Regardless, what do we do in the face of these competing arguments? One reasonable thing is to try to combine the two approaches. Instead of just looking at a fixed position for all time, or a fixed time over all space, we look at all space and all time, summing up total happiness moments and subtracting total sadness moments.

But now we have a problem… how do we evaluate this? What we have in both worlds is essentially a +∞ and a -∞ added together, and no clear procedure for how to make sense of this addition.

In fact, it’s worse than this. By cleverly choosing a way of adding up the total amount of the quantity happiness – sadness, we can make the result turn out however we want! For instance, we can reach the conclusion that World A results in a net +33 happiness – sadness by first counting up 33 happy moments, and then ever afterwords switching between counting a happy moment and a sad moment. This summation will eventually end up counting all the happy and sad moments, and will conclude that the total is +33.

But of course, there’s nothing special about +33; we could have chosen to reach any conclusion we wanted by just changing our procedure accordingly. This is unusual. It seems that both the total expected value and moral value are undefined for this problem.

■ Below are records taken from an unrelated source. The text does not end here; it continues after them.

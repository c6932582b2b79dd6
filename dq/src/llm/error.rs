//! LLM error types

use std::time::Duration;
use thiserror::Error;

/// Errors that can occur during LLM operations
#[derive(Debug, Error)]
pub enum LlmError {
    #[error("Rate limited, retry after {retry_after:?}")]
    RateLimited { retry_after: Duration },

    #[error("API error {status}: {message}")]
    ApiError { status: u16, message: String },

    #[error("Network error: {0}")]
    Network(#[from] reqwest::Error),

    #[error("Invalid response: {0}")]
    InvalidResponse(String),

    #[error("Timeout after {0:?}")]
    Timeout(Duration),

    #[error("JSON serialization error: {0}")]
    Json(#[from] serde_json::Error),

    #[error("Client configuration error: {0}")]
    Config(String),
}

impl LlmError {
    /// Transient failures worth another attempt
    pub fn is_retryable(&self) -> bool {
        match self {
            LlmError::RateLimited { .. } => true,
            LlmError::ApiError { status, .. } => is_retryable_status(*status),
            LlmError::Network(_) => true,
            LlmError::Timeout(_) => true,
            LlmError::InvalidResponse(_) => false,
            LlmError::Json(_) => false,
            LlmError::Config(_) => false,
        }
    }

    /// Server-requested wait before the next attempt
    pub fn retry_after(&self) -> Option<Duration> {
        match self {
            LlmError::RateLimited { retry_after } => Some(*retry_after),
            _ => None,
        }
    }
}

/// Statuses that signal a transient server-side condition
pub fn is_retryable_status(status: u16) -> bool {
    matches!(status, 408 | 429 | 500 | 502 | 503 | 504)
}

#[cfg(test)]
mod tests {
    use super::*;

    fn api(status: u16) -> LlmError {
        LlmError::ApiError {
            status,
            message: format!("status {status}"),
        }
    }

    #[test]
    fn test_transient_statuses_retry() {
        for status in [408, 429, 500, 502, 503, 504] {
            assert!(is_retryable_status(status), "{status}");
            assert!(api(status).is_retryable(), "{status}");
        }
    }

    #[test]
    fn test_request_errors_do_not_retry() {
        for status in [400, 401, 403, 404, 422] {
            assert!(!api(status).is_retryable(), "{status}");
        }
        assert!(!LlmError::InvalidResponse("no choices".to_string()).is_retryable());
        assert!(!LlmError::Config("OPENAI_API_KEY not set".to_string()).is_retryable());
    }

    #[test]
    fn test_rate_limit_carries_wait() {
        let limited = LlmError::RateLimited {
            retry_after: Duration::from_secs(7),
        };
        assert!(limited.is_retryable());
        assert_eq!(limited.retry_after(), Some(Duration::from_secs(7)));
        assert!(LlmError::Timeout(Duration::from_secs(30)).is_retryable());
        assert_eq!(api(503).retry_after(), None);
    }
}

The undefinability of the total happiness – sadness of this universe is a special case of the general rule that you can’t subtract infinity from infinity. This seems fairly harmless… maybe it keeps us from giving a satisfactory answer to this one thought experiment, but surely nothing like this could matter to real-world ethical or decision theory dilemmas?

Wrong! If in fact we live in an infinite universe, then we are faced with exactly this problem. If there are an infinite number of conscious experiencers out there, some suffering and some happy, then the total quantity of happiness – sadness in the universe is undefined! What’s more, a moral system that says that we ought to increase the total happiness of the universe will return an error if asked to evaluate what we ought to do in an in infinite universe!

If you think that you should do your part to make the universe a happier place, then you must have some notion of a total amount of happiness that can be increased. And if the total amount of happiness is unbounded, then there is no sensible way to increase it. This seems like a serious problem for most brands of consequentialism, albeit a very unusual one.